Saved entries:
* * * * *
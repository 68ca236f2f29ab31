use anyhow::{Context, Result};
use clap::Subcommand;

use hotplug_daemon::{request_ping, request_set_paused};

#[derive(Subcommand, Debug)]
pub enum ControlCommand {
    /// Stop starting new events; running ones finish.
    Pause,
    /// Start queued events again.
    Resume,
    /// Check that the daemon answers on its socket.
    Ping,
}

pub fn run(command: ControlCommand) -> Result<()> {
    let home = hotplug_core::home_dir()?;

    match command {
        ControlCommand::Pause | ControlCommand::Resume => {
            let want = matches!(command, ControlCommand::Pause);
            let paused = request_set_paused(&home, want).context("failed to change daemon state")?;
            println!("{}", if paused { "paused" } else { "resumed" });
        }
        ControlCommand::Ping => {
            request_ping(&home).context("daemon did not answer")?;
            println!("pong");
        }
    }
    Ok(())
}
* * * * *
Faithfully reproduce all of the records, character for character.

Answer space:
repository 68ca236f2f29ab31
use anyhow::{Context, Result};
use clap::Subcommand;

use hotplug_daemon::{request_ping, request_set_paused};

#[derive(Subcommand, Debug)]
pub enum ControlCommand {
    /// Stop starting new events; running ones finish.
    Pause,
    /// Start queued events again.
    Resume,
    /// Check that the daemon answers on its socket.
    Ping,
}

pub fn run(command: ControlCommand) -> Result<()> {
    let home = hotplug_core::home_dir()?;

    match command {
        ControlCommand::Pause | ControlCommand::Resume => {
            let want = matches!(command, ControlCommand::Pause);
            let paused = request_set_paused(&home, want).context("failed to change daemon state")?;
            println!("{}", if paused { "paused" } else { "resumed" });
        }
        ControlCommand::Ping => {
            request_ping(&home).context("daemon did not answer")?;
            println!("pong");
        }
    }
    Ok(())
}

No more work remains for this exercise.